Participants’ baseline characteristics were described using means and standard deviations for quantitative variables and percentages for qualitative variables. Body mass index (BMI) was computed as self-reported weight in kilograms divided by self-reported square height in meters. Pedometer-based PA was expressed in steps/day and calculated for all participants with valid pedometer data (ie, if the total counts were >100, and the pedometer had been worn for at least 8 hours [37,38]) for at least 5 consecutive days [39]. Pedometer-data exceeding 20,000 steps/day were truncated as 20,000 to avoid unrealistically high data [40]. Self-reported total PA was computed by summing the time spent walking and doing moderate and vigorous PA in the last week. All self-reported physical activities were expressed in minutes/day. Data were cleaned as outlined in the IPAQ guidelines [41]. Both pedometer-based and self-reported PA data were log-transformed to correct for positive skewness (indicated by a significant Kolmogorov-Smirnov test) prior to further analyses.

Statistical Analyses

Descriptive statistics were used to summarize participants’ baseline characteristics and to describe the acceptability of the step advice. Participants’ characteristics at baseline were compared by independent sample t tests for quantitative variables and by chi-square tests for qualitative variables to detect baseline differences between the control and the intervention group and to perform a drop-out analysis. Baseline characteristics that differed significantly between intervention and control group were used as covariates in further analyses. To determine what analyses should best be used to examine intervention effects, a three-level regression analysis was conducted (because of the hierarchical structure of the data) with assessment point at the first level, individual at the second level, and company at the third level. As the random part of the null model showed that the variance at the company level was not significantly different from zero (χ21=3.06, P=.08), it is possible to examine intervention effects on PA behavior by conducting three 2x2 repeated measures analyses of covariance (ANCOVA) with time (two measurement moments) as within factor and condition (intervention group, control group) as between factor. Using these analyses also increases the interpretability of the outcomes. All repeated measures ANCOVAs were conducted separately for the total sample, as well as for the at-risk sample only (ie, adults not reaching 10,000 steps a day at baseline). Analyses were performed using MLwiN version 2.29 and IBM SPSS Statistics 21.0. The level of statistical significance was set at P≤.05; P values between .05 and .10 were considered borderline significant.

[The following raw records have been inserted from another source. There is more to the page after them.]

#[cfg(test)]
mod tests {
    use super::*;
    use crate::prompt::{AcceptAll, DeclineAll};

    fn sh(command: &str) -> ExecConfig {
        ExecConfig {
            command: command.to_string(),
            shell: Some(Shell::Sh),
            ..ExecConfig::default()
        }
    }

    #[tokio::test]
    async fn captures_output_and_exit_code() {
        let executor = Executor::new();
        let mut sink = NullSink;
        let result = executor.exec(&CancellationToken::new(), &sh("echo hi"), &mut sink).await;
        assert!(result.success);
        assert_eq!(result.exit_code, 0);
        assert!(result.output.contains("hi"));
        assert!(!result.dangerous);
    }

    #[tokio::test]
    async fn merges_stdout_and_stderr() {
        let executor = Executor::new();
        let mut sink = VecSink::default();
        let config = ExecConfig {
            stream: true,
            ..sh("echo out; echo err 1>&2")
        };
        let result = executor.exec(&CancellationToken::new(), &config, &mut sink).await;
        assert!(result.success);
        assert!(result.output.contains("out"));
        assert!(result.output.contains("err"));
        assert!(sink.lines.iter().any(|line| line == "out"));
        assert!(sink.lines.iter().any(|line| line == "err"));
    }

    #[tokio::test]
    async fn nonzero_exit_is_failure_with_output_kept() {
        let executor = Executor::new();
        let mut sink = NullSink;
        let result = executor
            .exec(&CancellationToken::new(), &sh("echo tail; exit 3"), &mut sink)
            .await;
        assert!(!result.success);
        assert_eq!(result.exit_code, 3);
        assert!(result.output.contains("tail"));
    }

    #[tokio::test]
    async fn direct_exec_tokenizes_argv() {
        let executor = Executor::new();
        let mut sink = NullSink;
        let config = ExecConfig {
            command: "echo plain words".into(),
            shell: None,
            ..ExecConfig::default()
        };
        let result = executor.exec(&CancellationToken::new(), &config, &mut sink).await;
        assert!(result.success);
        assert!(result.output.contains("plain words"));
    }

    #[tokio::test]
    async fn empty_direct_command_errors() {
        let executor = Executor::new();
        let mut sink = NullSink;
        let config = ExecConfig {
            command: "   ".into(),
            shell: None,
            ..ExecConfig::default()
        };
        let result = executor.exec(&CancellationToken::new(), &config, &mut sink).await;
        assert!(!result.success);
        assert_eq!(result.exit_code, 1);
        assert!(result.error.as_deref().unwrap_or_default().contains("empty command"));
    }

    #[tokio::test]
    async fn env_pairs_reach_the_child_with_later_wins() {
        let executor = Executor::new();
        let mut sink = NullSink;
        let config = ExecConfig {
            env: vec![
                ("GITSAVVY_TEST_VAR".into(), "first".into()),
                ("GITSAVVY_TEST_VAR".into(), "second".into()),
            ],
            ..sh("echo value=$GITSAVVY_TEST_VAR")
        };
        let result = executor.exec(&CancellationToken::new(), &config, &mut sink).await;
        assert!(result.output.contains("value=second"));
    }

    #[tokio::test]
    async fn cwd_changes_the_working_directory() {
        let dir = tempfile::tempdir().unwrap();
        let executor = Executor::new();
        let mut sink = NullSink;
        let config = ExecConfig {
            cwd: Some(dir.path().to_path_buf()),
            ..sh("pwd")
        };
        let result = executor.exec(&CancellationToken::new(), &config, &mut sink).await;
        // Symlinked temp dirs report their resolved path; match the suffix.
        let reported = result.output.trim();
        let expected = dir.path().file_name().unwrap().to_string_lossy();
        assert!(reported.ends_with(expected.as_ref()));
    }

    #[tokio::test]
    async fn declined_danger_returns_thirteen_without_running() {
        let dir = tempfile::tempdir().unwrap();
        let witness = dir.path().join("ran");
        let executor = Executor::new().with_danger(DangerChecker::default(), Arc::new(DeclineAll));
        let mut sink = NullSink;
        let config = sh(&format!("rm -rf / ; touch {}", witness.display()));
        let result = executor.exec(&CancellationToken::new(), &config, &mut sink).await;
        assert!(!result.success);
        assert_eq!(result.exit_code, EXIT_DECLINED);
        assert!(result.dangerous);
        assert_eq!(result.danger.as_ref().unwrap().name, "Recursive delete");
        assert!(!witness.exists(), "declined command must not execute");
    }

    #[tokio::test]
    async fn accepted_danger_runs_the_command() {
        let executor = Executor::new().with_danger(DangerChecker::default(), Arc::new(AcceptAll));
        let mut sink = NullSink;
        // Matches the recursive-delete pattern but only echoes.
        let result = executor
            .exec(&CancellationToken::new(), &sh("echo rm -rf /"), &mut sink)
            .await;
        assert!(result.dangerous);
        assert!(result.success);
    }

    #[tokio::test]
    async fn auto_confirm_warns_and_proceeds() {
        let executor = Executor::new()
            .with_danger(DangerChecker::default(), Arc::new(DeclineAll))
            .auto_confirm(true);
        let mut sink = NullSink;
        let result = executor
            .exec(&CancellationToken::new(), &sh("echo rm -rf /"), &mut sink)
            .await;
        assert!(result.dangerous);
        assert!(result.success, "auto-confirm proceeds past the prompt");
    }

    #[tokio::test]
    async fn cancellation_kills_the_child() {
        let executor = Executor::new();
        let mut sink = NullSink;
        let cancel = CancellationToken::new();
        let canceller = cancel.clone();
        tokio::spawn(async move {
            tokio::time::sleep(Duration::from_millis(100)).await;
            canceller.cancel();
        });
        let started = Instant::now();
        let result = executor.exec(&cancel, &sh("sleep 30"), &mut sink).await;
        assert!(result.canceled);
        assert!(!result.success);
        assert_ne!(result.exit_code, 0);
        assert!(started.elapsed() < Duration::from_secs(10));
    }
}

Participant Characteristics, Response, and Attrition Rate

Figure 1 shows the flow of participants through the study. Invitation letters were sent to 1817 people, spread over eight workplaces. This recruitment process resulted in 274 respondents (response rate of 15%) who agreed to participate, of which 137 (50%) were allocated to the intervention group and 137 (50%) to the control group. Of the 137 intervention participants, 6 (4.4%) were in the precontemplation phase, 12 (8.8%) in the contemplation phase, 64 (47%) in the preparation stage, 35 (26%) in the action phase, and 20 (15%) did not provide information on their intentions. A total of 101 (74%) intervention participants and 112 (82%) control participants completed 1-month post baseline measurements, and 91 (66%) intervention participants and 107 (78%) control participants completed 3-month post baseline measurements. Finally, 91 intervention group participants and 107 control group participants had complete data. Drop-out analyses indicated that participants from the intervention group (χ21=4.661, P=.03, two-tailed) and commercial companies (χ22=27.087, P<.001, two-tailed) were more likely to drop out. No significant differences were found for demographic variables, pedometer-based PA, and self-reported PA between completers and dropouts (see Multimedia Appendix 3).

Baseline characteristics of the intervention and control group are presented in Table 2. The groups differed significantly at baseline in time spent sitting, with participants in the intervention group having a higher sitting time than participants in the control group (P=.01) (see Table 2). A trend of significance was observed for place of residence, with more participants living in a village or in the countryside in the intervention group (P=.06). No significant differences were found for the other demographic variables, pedometer-based and self-reported PA between intervention and control participants (see Multimedia Appendix 3).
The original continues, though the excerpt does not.